05/16/2012 08:31 am ET Updated Jul 16, 2012

Jack White Stuns Audiences Yet Again

Jack White's the name. Music is the game. Ladies and gentleman, he can play the game all right -- and let's just say he wins every time.

From the beginning, he stunned audiences with his leadership in The White Stripes, his experimental style in The Raconteurs, his rugged musical genius with The Dead Weather and now with his exploration into the world of solo work.

There isn't a soul who is actively engaged in the musical world and unfamiliar with White's masterpiece "Seven Nation Army," released back in 2003 when he was still with The White Stripes playing alongside his ex-wife Meg White. He went on to join The Raconteurs and "wow" audiences in 2008 with his hit single "Salute Your Solution." But he didn't stop there; he brought his brilliance to The Dead Weather, a band that formed accidentally, yet went on to perform before the release of its first single and book its first tour before the release of its first album. Not to mention his venture and creation of the hit single "Another Way To Die," which he performed alongside the breathtaking voice of Alicia Keys in 2008 for the James Bond film, Quantum of Solace. The union of Keys's soul-filled vocals and White's whammy-filled guitar truly mixes into an energetic and prototypical piece of grandeur. And do people expect this from White's image? Although some people perceive him as this dark and Goth-like artist, he is in fact so much more than that. He is the definition of musical ambidexterity.
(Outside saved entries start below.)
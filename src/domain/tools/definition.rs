//! Tool definition - schema and metadata for one capability.

use serde::{Deserialize, Serialize};

/// Definition of a tool the Researcher agent can invoke.
///
/// The description doubles as routing input: the model chooses tools by
/// reading these descriptions, so their wording is part of the system's
/// routing behavior, not mere documentation.
#[derive(Debug, Clone, PartialEq, Eq, Serialize, Deserialize)]
pub struct ToolDefinition {
    /// Unique name of the tool (e.g. "ask_knowledge_base")
    name: String,

    /// Usage description consumed by the model when picking tools
    description: String,

    /// JSON Schema for the parameters
    parameters_schema: serde_json::Value,
}

impl ToolDefinition {
    /// Creates a new tool definition.
    pub fn new(
        name: impl Into<String>,
        description: impl Into<String>,
        parameters_schema: serde_json::Value,
    ) -> Self {
        Self {
            name: name.into(),
            description: description.into(),
            parameters_schema,
        }
    }

    /// Creates a definition for a tool that takes no parameters.
    pub fn nullary(name: impl Into<String>, description: impl Into<String>) -> Self {
        Self::new(
            name,
            description,
            serde_json::json!({ "type": "object", "properties": {} }),
        )
    }

    /// Creates a definition with a single required string parameter.
    pub fn with_string_param(
        name: impl Into<String>,
        description: impl Into<String>,
        param: &str,
        param_description: &str,
    ) -> Self {
        Self::new(
            name,
            description,
            serde_json::json!({
                "type": "object",
                "required": [param],
                "properties": {
                    param: { "type": "string", "description": param_description }
                }
            }),
        )
    }

    /// Returns the tool name.
    pub fn name(&self) -> &str {
        &self.name
    }

    /// Returns the description.
    pub fn description(&self) -> &str {
        &self.description
    }

    /// Returns the parameters schema.
    pub fn parameters_schema(&self) -> &serde_json::Value {
        &self.parameters_schema
    }

    /// Returns the names of required parameters declared in the schema.
    pub fn required_parameters(&self) -> Vec<&str> {
        self.parameters_schema
            .get("required")
            .and_then(|r| r.as_array())
            .map(|names| names.iter().filter_map(|n| n.as_str()).collect())
            .unwrap_or_default()
    }

    /// Converts to the OpenAI function-calling wire format.
    pub fn to_openai_format(&self) -> serde_json::Value {
        serde_json::json!({
            "type": "function",
            "function": {
                "name": self.name,
                "description": self.description,
                "parameters": self.parameters_schema
            }
        })
    }
}
//! Model caller port - one chat completion per invocation.

use async_trait::async_trait;
use thiserror::Error;

use crate::domain::agent::Message;
use crate::domain::tools::ToolDefinition;

/// Errors a model invocation can produce.
#[derive(Debug, Error, Clone, PartialEq, Eq)]
pub enum ModelError {
    /// Rate limited by the provider.
    #[error("rate limited by model provider")]
    RateLimited,

    /// The conversation exceeds the model's context window.
    #[error("conversation exceeds model context window")]
    ContextTooLong,

    /// The provider returned a server-side failure.
    #[error("model provider unavailable: {0}")]
    Unavailable(String),

    /// Authentication with the provider failed.
    #[error("model provider authentication failed")]
    AuthenticationFailed,

    /// Network-level failure reaching the provider.
    #[error("network error calling model provider: {0}")]
    Network(String),

    /// The provider's response could not be parsed.
    #[error("failed to parse model response: {0}")]
    Parse(String),

    /// The request was rejected as malformed.
    #[error("invalid model request: {0}")]
    InvalidRequest(String),

    /// The invocation exceeded the configured deadline.
    #[error("model invocation timed out after {0} seconds")]
    Timeout(u64),
}

impl ModelError {
    /// Returns true if retrying the same request may succeed.
    pub fn is_retryable(&self) -> bool {
        matches!(
            self,
            ModelError::RateLimited
                | ModelError::Unavailable(_)
                | ModelError::Network(_)
                | ModelError::Timeout(_)
        )
    }
}

/// Invokes a chat model once and returns its reply message.
///
/// When `tools` is `Some`, the model may answer with tool-invocation
/// requests; when `None`, the call is plain-text only (Writer mode).
#[async_trait]
pub trait ModelCaller: Send + Sync {
    async fn invoke(
        &self,
        messages: &[Message],
        tools: Option<&[ToolDefinition]>,
    ) -> Result<Message, ModelError>;
}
His new album, Blunderbuss, has successfully grasped the same wide span of aesthetically pleasing musical styles that hasn't been done since his last legend of an album, Elephant, when he was still exploiting his charisma with The White Stripes. This album tells the story of the heart-wrenching hell we all know as love. In the hit track "Love Interruption," White sings, "I want love to roll me over slowly/ Stick a knife inside me/ And twist it all around." The song combines a bluesy-acoustic sound with White's agony-filled voice that makes the listener close their eyes and pensively nod their head as if agreeing to the lyrics. The whole album is made up mostly of White's and female vocals; the female vocals in the background emphasize the poetic emotions that White most likely envisioned reaching male and female audiences. Another hit track, "Freedom at 21," brings his audience back to White's Raconteur days. His high-pitched voice mixed with his spunky drum styling induces angst-filled sentiments that bring even the most mature of adults back to a teenage state.

At the age of 36, Jack White has achieved the right to call himself a musical genius. Keep reviving the animalistic sensations inside us, Jack, and continue to remind us why we're all alive.